Read the data below. Every line holding the string "display" must be copied.
_ _ _ _
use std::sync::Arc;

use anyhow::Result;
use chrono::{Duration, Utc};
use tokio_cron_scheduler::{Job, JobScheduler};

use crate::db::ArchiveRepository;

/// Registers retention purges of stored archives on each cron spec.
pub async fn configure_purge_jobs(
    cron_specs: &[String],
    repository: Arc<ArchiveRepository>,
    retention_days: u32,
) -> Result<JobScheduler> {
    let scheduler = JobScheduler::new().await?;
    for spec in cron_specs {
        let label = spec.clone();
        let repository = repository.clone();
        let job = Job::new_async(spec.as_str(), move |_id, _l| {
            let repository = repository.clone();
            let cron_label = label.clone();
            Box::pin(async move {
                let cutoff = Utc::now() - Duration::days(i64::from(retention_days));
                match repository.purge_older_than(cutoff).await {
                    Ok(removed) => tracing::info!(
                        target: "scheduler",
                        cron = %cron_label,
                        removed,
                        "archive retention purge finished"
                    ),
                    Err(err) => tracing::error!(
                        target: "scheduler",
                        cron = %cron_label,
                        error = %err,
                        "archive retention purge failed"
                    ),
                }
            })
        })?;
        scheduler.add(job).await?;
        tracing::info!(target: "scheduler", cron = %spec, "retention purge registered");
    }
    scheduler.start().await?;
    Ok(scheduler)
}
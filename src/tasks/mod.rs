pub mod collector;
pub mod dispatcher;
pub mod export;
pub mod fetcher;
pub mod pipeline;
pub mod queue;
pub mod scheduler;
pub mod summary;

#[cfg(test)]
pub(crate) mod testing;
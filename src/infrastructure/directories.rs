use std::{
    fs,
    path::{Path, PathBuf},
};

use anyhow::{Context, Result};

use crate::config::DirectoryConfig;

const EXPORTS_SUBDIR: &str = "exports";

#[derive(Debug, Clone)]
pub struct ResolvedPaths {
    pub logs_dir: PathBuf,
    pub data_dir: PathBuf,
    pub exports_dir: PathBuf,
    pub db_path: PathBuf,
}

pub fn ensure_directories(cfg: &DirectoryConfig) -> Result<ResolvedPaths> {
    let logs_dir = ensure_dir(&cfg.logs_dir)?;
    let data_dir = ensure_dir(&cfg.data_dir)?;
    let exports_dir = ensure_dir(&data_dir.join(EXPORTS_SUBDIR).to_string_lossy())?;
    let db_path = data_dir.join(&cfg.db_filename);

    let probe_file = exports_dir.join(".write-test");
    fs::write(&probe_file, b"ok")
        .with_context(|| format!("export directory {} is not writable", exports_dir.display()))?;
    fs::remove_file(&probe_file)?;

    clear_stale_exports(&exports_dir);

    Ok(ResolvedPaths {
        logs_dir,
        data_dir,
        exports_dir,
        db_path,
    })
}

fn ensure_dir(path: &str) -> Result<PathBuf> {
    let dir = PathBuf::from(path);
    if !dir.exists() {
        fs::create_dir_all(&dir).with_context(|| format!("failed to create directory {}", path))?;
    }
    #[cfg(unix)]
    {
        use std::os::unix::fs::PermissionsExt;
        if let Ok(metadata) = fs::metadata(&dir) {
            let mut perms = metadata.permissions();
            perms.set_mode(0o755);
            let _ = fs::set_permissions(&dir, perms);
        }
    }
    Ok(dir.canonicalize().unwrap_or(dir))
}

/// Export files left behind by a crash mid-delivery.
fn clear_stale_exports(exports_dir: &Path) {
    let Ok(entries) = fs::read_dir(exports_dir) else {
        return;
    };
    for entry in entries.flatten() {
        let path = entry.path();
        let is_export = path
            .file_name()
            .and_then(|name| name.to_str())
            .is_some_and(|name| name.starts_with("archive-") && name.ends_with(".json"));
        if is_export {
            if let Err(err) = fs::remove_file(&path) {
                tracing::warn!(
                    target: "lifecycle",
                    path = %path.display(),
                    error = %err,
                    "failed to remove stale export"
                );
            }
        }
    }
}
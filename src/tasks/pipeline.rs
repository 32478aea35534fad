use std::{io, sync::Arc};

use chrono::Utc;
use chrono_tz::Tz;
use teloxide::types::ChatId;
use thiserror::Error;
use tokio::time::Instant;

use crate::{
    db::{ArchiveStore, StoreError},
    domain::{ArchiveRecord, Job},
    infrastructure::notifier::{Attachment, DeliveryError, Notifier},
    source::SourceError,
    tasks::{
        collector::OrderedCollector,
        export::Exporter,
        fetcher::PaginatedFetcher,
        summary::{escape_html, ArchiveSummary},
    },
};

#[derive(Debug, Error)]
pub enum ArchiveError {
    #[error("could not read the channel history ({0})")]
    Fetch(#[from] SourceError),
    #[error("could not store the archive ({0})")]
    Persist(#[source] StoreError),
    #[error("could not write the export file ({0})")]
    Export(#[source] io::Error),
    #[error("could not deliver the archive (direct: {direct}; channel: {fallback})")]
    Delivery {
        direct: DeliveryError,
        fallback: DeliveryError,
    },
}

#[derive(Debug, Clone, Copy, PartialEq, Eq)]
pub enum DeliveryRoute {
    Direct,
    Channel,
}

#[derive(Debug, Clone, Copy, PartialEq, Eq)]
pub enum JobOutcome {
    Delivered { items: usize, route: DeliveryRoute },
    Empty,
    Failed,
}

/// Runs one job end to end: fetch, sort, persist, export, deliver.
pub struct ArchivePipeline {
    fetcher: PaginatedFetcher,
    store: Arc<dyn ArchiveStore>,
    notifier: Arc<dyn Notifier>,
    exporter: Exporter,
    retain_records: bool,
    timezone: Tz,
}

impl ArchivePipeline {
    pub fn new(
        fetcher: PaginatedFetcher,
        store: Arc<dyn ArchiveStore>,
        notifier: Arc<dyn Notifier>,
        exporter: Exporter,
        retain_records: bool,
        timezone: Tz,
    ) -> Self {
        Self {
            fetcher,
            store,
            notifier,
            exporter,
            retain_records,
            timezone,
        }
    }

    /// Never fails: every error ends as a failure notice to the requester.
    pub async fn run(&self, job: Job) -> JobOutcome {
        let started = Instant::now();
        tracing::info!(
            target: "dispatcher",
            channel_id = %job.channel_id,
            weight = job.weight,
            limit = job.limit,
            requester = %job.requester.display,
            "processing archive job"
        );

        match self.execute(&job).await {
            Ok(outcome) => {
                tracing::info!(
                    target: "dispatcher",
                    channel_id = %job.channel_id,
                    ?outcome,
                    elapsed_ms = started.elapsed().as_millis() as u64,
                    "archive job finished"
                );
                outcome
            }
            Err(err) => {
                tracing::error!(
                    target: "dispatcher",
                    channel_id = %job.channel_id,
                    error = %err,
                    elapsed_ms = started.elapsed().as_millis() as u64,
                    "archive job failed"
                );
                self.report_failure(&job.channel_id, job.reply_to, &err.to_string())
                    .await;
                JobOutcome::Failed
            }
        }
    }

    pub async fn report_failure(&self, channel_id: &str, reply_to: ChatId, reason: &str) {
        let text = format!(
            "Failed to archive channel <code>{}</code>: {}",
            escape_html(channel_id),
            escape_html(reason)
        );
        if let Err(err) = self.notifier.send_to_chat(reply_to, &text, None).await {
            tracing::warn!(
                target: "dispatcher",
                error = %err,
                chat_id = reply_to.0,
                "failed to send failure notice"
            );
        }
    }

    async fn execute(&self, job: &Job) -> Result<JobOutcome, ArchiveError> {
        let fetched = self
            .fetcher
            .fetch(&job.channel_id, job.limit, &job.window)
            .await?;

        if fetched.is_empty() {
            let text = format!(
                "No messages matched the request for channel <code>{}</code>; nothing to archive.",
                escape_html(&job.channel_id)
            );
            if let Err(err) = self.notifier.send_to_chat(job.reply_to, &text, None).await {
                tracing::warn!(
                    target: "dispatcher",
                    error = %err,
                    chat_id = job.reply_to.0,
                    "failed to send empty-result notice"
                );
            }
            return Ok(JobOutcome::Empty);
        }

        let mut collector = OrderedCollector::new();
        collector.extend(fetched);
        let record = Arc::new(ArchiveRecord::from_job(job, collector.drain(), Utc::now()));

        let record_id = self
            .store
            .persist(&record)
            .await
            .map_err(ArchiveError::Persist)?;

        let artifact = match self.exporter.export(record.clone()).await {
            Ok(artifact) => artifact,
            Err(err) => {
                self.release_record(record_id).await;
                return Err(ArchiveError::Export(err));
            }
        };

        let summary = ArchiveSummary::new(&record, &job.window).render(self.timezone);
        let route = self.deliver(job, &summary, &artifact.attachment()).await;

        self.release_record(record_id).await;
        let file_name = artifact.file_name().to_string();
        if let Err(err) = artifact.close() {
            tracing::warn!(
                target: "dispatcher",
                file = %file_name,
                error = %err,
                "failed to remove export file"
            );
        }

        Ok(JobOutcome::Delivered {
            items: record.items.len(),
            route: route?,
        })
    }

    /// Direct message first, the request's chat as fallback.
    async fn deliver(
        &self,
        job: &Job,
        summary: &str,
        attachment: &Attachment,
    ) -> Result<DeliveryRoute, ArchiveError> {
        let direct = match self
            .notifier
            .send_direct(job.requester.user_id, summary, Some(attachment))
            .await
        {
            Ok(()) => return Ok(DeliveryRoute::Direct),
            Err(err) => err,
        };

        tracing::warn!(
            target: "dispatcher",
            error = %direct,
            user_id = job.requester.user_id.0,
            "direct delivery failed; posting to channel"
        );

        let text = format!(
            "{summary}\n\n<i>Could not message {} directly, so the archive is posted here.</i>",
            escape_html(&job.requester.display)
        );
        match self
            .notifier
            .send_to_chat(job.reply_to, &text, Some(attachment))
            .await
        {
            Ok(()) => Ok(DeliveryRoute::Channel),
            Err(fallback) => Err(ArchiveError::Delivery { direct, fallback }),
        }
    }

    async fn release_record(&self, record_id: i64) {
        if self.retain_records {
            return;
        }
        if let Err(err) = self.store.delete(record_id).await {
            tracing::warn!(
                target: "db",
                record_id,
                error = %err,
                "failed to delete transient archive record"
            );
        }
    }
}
_ _ _ _
Reply:
        .with_context(|| format!("export directory {} is not writable", exports_dir.display()))?;
                    path = %path.display(),
            requester = %job.requester.display,
            escape_html(&job.requester.display)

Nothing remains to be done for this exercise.